The figures point to rising traction in emerging markets, where operators have expanded eSIM offers across prepaid and contract plans and across a wider range of devices. Roll-out in these regions still lags North America, suggesting further growth as network deployment and commercial support broaden through 2026.
Consumer eSIM activity is often measured by profile downloads, since users can download and switch operator profiles over the air. Higher download volumes can indicate a larger installed base of compatible devices, more carrier marketing, and greater use of digital channels for onboarding and roaming plans.
IoT standards
Another 2025 trend was the market's shift towards the GSMA's eSIM IoT specification, SGP.32. The specification defines remote provisioning and management for IoT deployments, where devices may remain in the field for years and need to change connectivity provider without physical access.
Early evidence of the shift appeared in the growing number of eSIM Subscription Manager platforms that support profile downloads in line with SGP.32. Subscription Manager platforms handle the technical process of delivering and managing operator profiles.
The move to a dedicated IoT standard matters for sectors that deploy large fleets of devices, including asset tracking, smart metering, industrial sensors, and connected consumer electronics. Standardised provisioning frameworks can also influence vendor selection and how operators package global connectivity services for multinational deployments.
Guido Abate, Chair of the TCA Board, linked the 2025 results to broader adoption across markets and use cases.

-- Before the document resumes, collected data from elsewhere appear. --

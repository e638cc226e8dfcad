//! IPC message protocol definitions
//!
//! All messages are JSON-encoded, prefixed with a 4-byte little-endian length.

use serde::{Deserialize, Serialize};

use crate::events::GameEvent;
use crate::session::{Action, SessionStatus};

/// Largest accepted message body
pub const MAX_MESSAGE_LEN: usize = 1024 * 1024;

/// Requests from a client
#[derive(Debug, Clone, PartialEq, Eq, Serialize, Deserialize)]
#[serde(tag = "type", rename_all = "snake_case")]
pub enum Request {
    /// Request current status
    GetStatus,

    /// Ping to check connectivity
    Ping,

    /// Subscribe to event notifications
    Subscribe,

    /// Enter a phone number on the landing view
    SubmitPhone { number: String },

    /// Accept the rules
    AcceptRules,

    /// Decline the rules
    DeclineRules,

    /// Start a call from the game view
    Start,

    /// Play again after a result
    Replay,

    /// Leave the current view
    Exit,
}

impl Request {
    /// The player action carried by this request, if any
    pub fn into_action(self) -> Option<Action> {
        match self {
            Request::GetStatus | Request::Ping | Request::Subscribe => None,
            Request::SubmitPhone { number } => Some(Action::SubmitPhone { number }),
            Request::AcceptRules => Some(Action::AcceptRules),
            Request::DeclineRules => Some(Action::DeclineRules),
            Request::Start => Some(Action::Start),
            Request::Replay => Some(Action::Replay),
            Request::Exit => Some(Action::Exit),
        }
    }
}

/// Responses to a client
#[derive(Debug, Clone, Serialize, Deserialize)]
#[serde(tag = "type", rename_all = "snake_case")]
pub enum Response {
    /// Current status
    Status(DaemonStatus),

    /// Action applied
    Accepted { status: SessionStatus },

    /// Pong response to ping
    Pong,

    /// Subscription confirmed
    Subscribed,

    /// Error response
    Error { code: String, message: String },
}

/// Push notification for subscribed clients
#[derive(Debug, Clone, Serialize, Deserialize)]
#[serde(tag = "type", rename_all = "snake_case")]
pub enum Notification {
    Event { event: GameEvent },
}

/// Full status snapshot
#[derive(Debug, Clone, Serialize, Deserialize)]
pub struct DaemonStatus {
    /// Uptime in seconds
    pub uptime_secs: u64,

    pub session: SessionStatus,
}

#[cfg(test)]
mod tests {
    use super::*;

    #[test]
    fn test_request_serialization() {
        let req = Request::SubmitPhone {
            number: "3331234567".into(),
        };
        let json = serde_json::to_string(&req).unwrap();
        assert!(json.contains("submit_phone"));
        assert!(json.contains("3331234567"));
    }

    #[test]
    fn test_request_deserialization() {
        let req: Request = serde_json::from_str(r#"{"type":"accept_rules"}"#).unwrap();
        assert_eq!(req.into_action(), Some(Action::AcceptRules));

        let req: Request = serde_json::from_str(r#"{"type":"ping"}"#).unwrap();
        assert_eq!(req.into_action(), None);
    }

    #[test]
    fn test_response_serialization() {
        let resp = Response::Status(DaemonStatus {
            uptime_secs: 3,
            session: SessionStatus::default(),
        });
        let json = serde_json::to_string(&resp).unwrap();
        assert!(json.contains(r#""type":"status""#));
        assert!(json.contains(r#""route":"landing""#));
    }

    #[test]
    fn test_notification_serialization() {
        let note = Notification::Event {
            event: GameEvent::Connected,
        };
        let json = serde_json::to_string(&note).unwrap();
        assert_eq!(json, r#"{"type":"event","event":{"type":"connected"}}"#);
    }
}
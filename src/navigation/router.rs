//! Route tracking and the simulated dial from the landing view

use std::sync::Arc;
use std::time::Duration;

use serde::{Deserialize, Serialize};
use tokio::sync::broadcast;
use tracing::{debug, info};

use crate::copy;
use crate::events::GameEvent;
use crate::sound::{Cue, SoundCues};
use crate::timer::{StateTimer, TimerFired, TimerKind, TimerScheduler};

/// The three views
#[derive(Debug, Clone, Copy, Default, PartialEq, Eq, Serialize, Deserialize)]
#[serde(rename_all = "snake_case")]
pub enum Route {
    /// Informational page with the phone number form
    #[default]
    Landing,
    /// Rules and consent
    Rules,
    /// Simulated call
    Game,
}

impl std::fmt::Display for Route {
    fn fmt(&self, f: &mut std::fmt::Formatter<'_>) -> std::fmt::Result {
        match self {
            Route::Landing => write!(f, "/"),
            Route::Rules => write!(f, "/regolamento"),
            Route::Game => write!(f, "/game"),
        }
    }
}

/// Rejected navigation actions
#[derive(Debug, Clone, PartialEq, Eq, thiserror::Error)]
pub enum NavigationError {
    #[error("phone number is required")]
    PhoneRequired,

    #[error("cannot {action} from {route}")]
    WrongRoute { action: &'static str, route: Route },
}

/// A non-empty phone number as typed by the player
#[derive(Debug, Clone, PartialEq, Eq, Serialize, Deserialize)]
pub struct PhoneNumber(String);

impl PhoneNumber {
    pub fn parse(raw: &str) -> Result<Self, NavigationError> {
        let trimmed = raw.trim();
        if trimmed.is_empty() {
            return Err(NavigationError::PhoneRequired);
        }
        Ok(Self(trimmed.to_string()))
    }

    pub fn as_str(&self) -> &str {
        &self.0
    }
}

/// Tracks the active view
pub struct Router {
    route: Route,
    phone: Option<PhoneNumber>,
    /// Pending dial from the landing view
    dial: Option<StateTimer>,
    epoch: u64,
    dial_delay: Duration,
    timers: TimerScheduler,
    sounds: Arc<dyn SoundCues>,
    event_tx: broadcast::Sender<GameEvent>,
}

impl Router {
    pub fn new(
        dial_delay: Duration,
        timers: TimerScheduler,
        sounds: Arc<dyn SoundCues>,
        event_tx: broadcast::Sender<GameEvent>,
    ) -> Self {
        Self {
            route: Route::Landing,
            phone: None,
            dial: None,
            epoch: 0,
            dial_delay,
            timers,
            sounds,
            event_tx,
        }
    }

    pub fn route(&self) -> Route {
        self.route
    }

    pub fn phone(&self) -> Option<&PhoneNumber> {
        self.phone.as_ref()
    }

    /// Whether a dial is pending on the landing view
    pub fn is_dialing(&self) -> bool {
        self.dial.is_some()
    }

    /// Validate the number and start the simulated dial
    pub fn submit_phone(&mut self, raw: &str) -> Result<(), NavigationError> {
        self.require(Route::Landing, "submit a phone number")?;
        let phone = PhoneNumber::parse(raw)?;

        debug!(phone = phone.as_str(), "dialing");
        self.phone = Some(phone);
        self.epoch += 1;
        self.dial = Some(self.timers.after(TimerKind::Dial, self.epoch, self.dial_delay));
        self.emit(GameEvent::notice(copy::DIALING_TITLE, copy::DIALING_MESSAGE));
        Ok(())
    }

    /// Handle the dial timer
    pub fn on_timer(&mut self, fired: TimerFired) {
        if !self.dial.as_ref().is_some_and(|t| t.matches(&fired)) {
            debug!(epoch = fired.epoch, "dropping stale dial timer");
            return;
        }

        self.dial = None;
        self.navigate(Route::Rules);
    }

    pub fn accept_rules(&mut self) -> Result<(), NavigationError> {
        self.require(Route::Rules, "accept the rules")?;
        self.sounds.play(Cue::ButtonClick);
        self.navigate(Route::Game);
        Ok(())
    }

    pub fn decline_rules(&mut self) -> Result<(), NavigationError> {
        self.require(Route::Rules, "decline the rules")?;
        self.sounds.play(Cue::ButtonClick);
        self.go_home();
        Ok(())
    }

    /// Back to the landing view from anywhere, dropping a pending dial
    pub fn go_home(&mut self) {
        if let Some(dial) = self.dial.take() {
            dial.cancel();
        }
        self.phone = None;
        if self.route != Route::Landing {
            self.navigate(Route::Landing);
        }
    }

    fn require(&self, expected: Route, action: &'static str) -> Result<(), NavigationError> {
        if self.route == expected {
            Ok(())
        } else {
            Err(NavigationError::WrongRoute {
                action,
                route: self.route,
            })
        }
    }

    fn navigate(&mut self, to: Route) {
        info!(from = %self.route, to = %to, "navigate");
        self.route = to;
        self.emit(GameEvent::Navigated { route: to });
    }

    fn emit(&self, event: GameEvent) {
        let _ = self.event_tx.send(event);
    }
}
//! Unix domain socket server for remote control
//!
//! Provides request-response communication and push notifications of game
//! events to subscribed clients. Player actions are forwarded to the
//! session loop; the server never touches game state itself.

use std::path::{Path, PathBuf};
use std::time::Instant;

use anyhow::{Context, Result};
use serde::Serialize;
use tokio::io::{AsyncReadExt, AsyncWriteExt};
use tokio::net::unix::{OwnedReadHalf, OwnedWriteHalf};
use tokio::net::{UnixListener, UnixStream};
use tokio::sync::{broadcast, mpsc, watch};
use tokio::task::JoinHandle;
use tracing::{debug, error, info, warn};

use crate::events::GameEvent;
use crate::session::{Command, SessionStatus};

use super::protocol::{DaemonStatus, Notification, Request, Response, MAX_MESSAGE_LEN};

/// Everything a client handler needs
#[derive(Clone)]
struct ClientContext {
    command_tx: mpsc::Sender<Command>,
    status_rx: watch::Receiver<SessionStatus>,
    event_tx: broadcast::Sender<GameEvent>,
    start_time: Instant,
}

/// IPC Server handling client connections
pub struct Server {
    socket_path: PathBuf,
    listener: UnixListener,
    context: ClientContext,
    shutdown_tx: broadcast::Sender<()>,
}

impl Server {
    /// Bind the control socket
    pub fn new(
        socket_path: &Path,
        command_tx: mpsc::Sender<Command>,
        status_rx: watch::Receiver<SessionStatus>,
        event_tx: broadcast::Sender<GameEvent>,
    ) -> Result<Self> {
        // Ensure parent directory exists
        if let Some(parent) = socket_path.parent() {
            std::fs::create_dir_all(parent).context("failed to create socket directory")?;
        }

        // Remove stale socket if it exists
        if socket_path.exists() {
            std::fs::remove_file(socket_path).context("failed to remove stale socket")?;
        }

        let listener = UnixListener::bind(socket_path).context("failed to bind Unix socket")?;

        // Set socket permissions to owner-only (0600)
        #[cfg(unix)]
        {
            use std::os::unix::fs::PermissionsExt;
            std::fs::set_permissions(socket_path, std::fs::Permissions::from_mode(0o600))?;
        }

        let (shutdown_tx, _) = broadcast::channel(1);

        info!(?socket_path, "control socket listening");

        Ok(Self {
            socket_path: socket_path.to_owned(),
            listener,
            context: ClientContext {
                command_tx,
                status_rx,
                event_tx,
                start_time: Instant::now(),
            },
            shutdown_tx,
        })
    }

    /// Run the server, accepting connections
    pub async fn run(&self) -> Result<()> {
        loop {
            match self.listener.accept().await {
                Ok((stream, _addr)) => {
                    debug!("client connected");
                    let context = self.context.clone();
                    let mut shutdown_rx = self.shutdown_tx.subscribe();

                    tokio::spawn(async move {
                        tokio::select! {
                            result = Self::handle_client(stream, context) => {
                                if let Err(e) = result {
                                    warn!(?e, "client handler error");
                                }
                            }
                            _ = shutdown_rx.recv() => {
                                debug!("client handler shutting down");
                            }
                        }
                    });
                }
                Err(e) => {
                    error!(?e, "accept error");
                }
            }
        }
    }

    /// Handle a single client connection
    async fn handle_client(stream: UnixStream, context: ClientContext) -> Result<()> {
        let (mut reader, writer) = stream.into_split();
        let (out_tx, out_rx) = mpsc::channel::<Vec<u8>>(64);
        let writer_task = tokio::spawn(Self::write_frames(writer, out_rx));
        let mut forwarder: Option<JoinHandle<()>> = None;

        loop {
            let body = match Self::read_frame(&mut reader).await? {
                Some(body) => body,
                None => break,
            };

            let (response, subscribe) = match serde_json::from_slice::<Request>(&body) {
                Ok(request) => {
                    debug!(?request, "received request");
                    let subscribe = matches!(request, Request::Subscribe);
                    (Self::process_request(request, &context).await, subscribe)
                }
                Err(e) => {
                    warn!(?e, "malformed request");
                    (
                        Response::Error {
                            code: "bad_request".to_string(),
                            message: e.to_string(),
                        },
                        false,
                    )
                }
            };

            if out_tx.send(encode(&response)?).await.is_err() {
                break;
            }

            if subscribe && forwarder.is_none() {
                debug!("client subscribed to notifications");
                forwarder = Some(tokio::spawn(Self::forward_events(
                    context.event_tx.subscribe(),
                    out_tx.clone(),
                )));
            }
        }

        if let Some(forwarder) = forwarder {
            forwarder.abort();
        }
        drop(out_tx);
        let _ = writer_task.await;

        Ok(())
    }

    /// Read one length-prefixed frame; `None` on disconnect or oversize
    async fn read_frame(reader: &mut OwnedReadHalf) -> Result<Option<Vec<u8>>> {
        let mut len_buf = [0u8; 4];
        match reader.read_exact(&mut len_buf).await {
            Ok(_) => {}
            Err(e) if e.kind() == std::io::ErrorKind::UnexpectedEof => {
                debug!("client disconnected");
                return Ok(None);
            }
            Err(e) => return Err(e.into()),
        }

        let len = u32::from_le_bytes(len_buf) as usize;
        if len > MAX_MESSAGE_LEN {
            warn!(len, "message too large, disconnecting");
            return Ok(None);
        }

        let mut body = vec![0u8; len];
        reader.read_exact(&mut body).await?;
        Ok(Some(body))
    }

    /// Drain encoded frames onto the socket
    async fn write_frames(mut writer: OwnedWriteHalf, mut out_rx: mpsc::Receiver<Vec<u8>>) {
        while let Some(frame) = out_rx.recv().await {
            if let Err(e) = writer.write_all(&frame).await {
                debug!(?e, "client write failed");
                break;
            }
        }
    }

    /// Push game events to a subscribed client
    async fn forward_events(mut event_rx: broadcast::Receiver<GameEvent>, out_tx: mpsc::Sender<Vec<u8>>) {
        loop {
            match event_rx.recv().await {
                Ok(event) => {
                    let frame = match encode(&Notification::Event { event }) {
                        Ok(frame) => frame,
                        Err(e) => {
                            warn!(?e, "failed to encode notification");
                            continue;
                        }
                    };
                    if out_tx.send(frame).await.is_err() {
                        break;
                    }
                }
                Err(broadcast::error::RecvError::Lagged(n)) => {
                    warn!(skipped = n, "subscriber lagged");
                }
                Err(broadcast::error::RecvError::Closed) => break,
            }
        }
    }

    /// Process a request and return a response
    async fn process_request(request: Request, context: &ClientContext) -> Response {
        match request {
            Request::Ping => Response::Pong,

            Request::Subscribe => Response::Subscribed,

            Request::GetStatus => {
                let session = context.status_rx.borrow().clone();
                Response::Status(DaemonStatus {
                    uptime_secs: context.start_time.elapsed().as_secs(),
                    session,
                })
            }

            other => {
                let Some(action) = other.into_action() else {
                    return unavailable();
                };

                let (command, reply) = Command::new(action);
                if context.command_tx.send(command).await.is_err() {
                    return unavailable();
                }

                match reply.await {
                    Ok(Ok(status)) => Response::Accepted { status },
                    Ok(Err(e)) => Response::Error {
                        code: e.code().to_string(),
                        message: e.to_string(),
                    },
                    Err(_) => unavailable(),
                }
            }
        }
    }

    /// Gracefully shutdown the server
    pub async fn shutdown(&self) {
        let _ = self.shutdown_tx.send(());

        // Remove socket file
        if self.socket_path.exists() {
            if let Err(e) = std::fs::remove_file(&self.socket_path) {
                warn!(?e, "failed to remove socket file");
            }
        }

        info!("control socket shutdown complete");
    }
}

fn unavailable() -> Response {
    Response::Error {
        code: "unavailable".to_string(),
        message: "session is not running".to_string(),
    }
}

/// Encode a length-prefixed JSON message
fn encode<T: Serialize>(msg: &T) -> Result<Vec<u8>> {
    let body = serde_json::to_vec(msg)?;
    let mut frame = Vec::with_capacity(body.len() + 4);
    frame.extend_from_slice(&(body.len() as u32).to_le_bytes());
    frame.extend_from_slice(&body);
    Ok(frame)
}
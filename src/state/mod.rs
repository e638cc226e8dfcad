//! Game screen state machine
//!
//! Five states driven by timers:
//! - Idle: waiting for the player to start
//! - Connecting: call placed, phone ringing
//! - Ivr: age-verification announcement
//! - Playing: draw in progress, progress ticking up
//! - Result: outcome shown until replay or exit

mod machine;

pub use machine::{GameError, GameMachine, GameState};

"The latest TCA data shows that global eSIM growth accelerated in 2025 as the benefits of the technology were realised across more regions, use cases and industries. With increases in deployments and adoption set to continue, ongoing industry efforts to advance enabling standards and infrastructure will be key to promoting safe, reliable and consistent eSIM implementations everywhere."
SIM resilience
Alongside eSIM growth, monitoring indicates physical SIMs still account for the bulk of unit volumes. TCA estimated the total available market for traditional SIM products at 3.5 billion units in 2025. That category includes removable SIMs and soldered SIMs used in machine-to-machine form factors, but excludes eSIM.
The continued scale of the traditional SIM market reflects long device replacement cycles, the installed base of handsets and modules that rely on removable cards, and the ongoing expansion of mobile connections in some regions. Many operators also continue to ship physical SIMs as the default option in retail channels, even where eSIM is available.
5G SIM growth
Deployments of the Recommended 5G SIM also increased in 2025, based on member reporting. TCA recorded 33% growth year on year, describing the product as supporting security, privacy, and functionality features for 5G and 5G standalone networks.
India led shipment volumes, reflecting rapid expansion of 5G coverage and uptake. North America ranked second by volume.
Sustainability changes
TCA also highlighted changes in SIM manufacturing and distribution formats. It reported that 45% of member SIM volumes shipped in a "half SIM" format, up from 37% in 2024. This typically refers to packaging that uses less plastic than traditional card carriers.
TCA publishes market monitoring updates quarterly for members and subscribers, including shipment, platform, and transaction indicators. It expects network roll-outs and broader device availability to keep pushing eSIM adoption higher across consumer and IoT segments through 2026.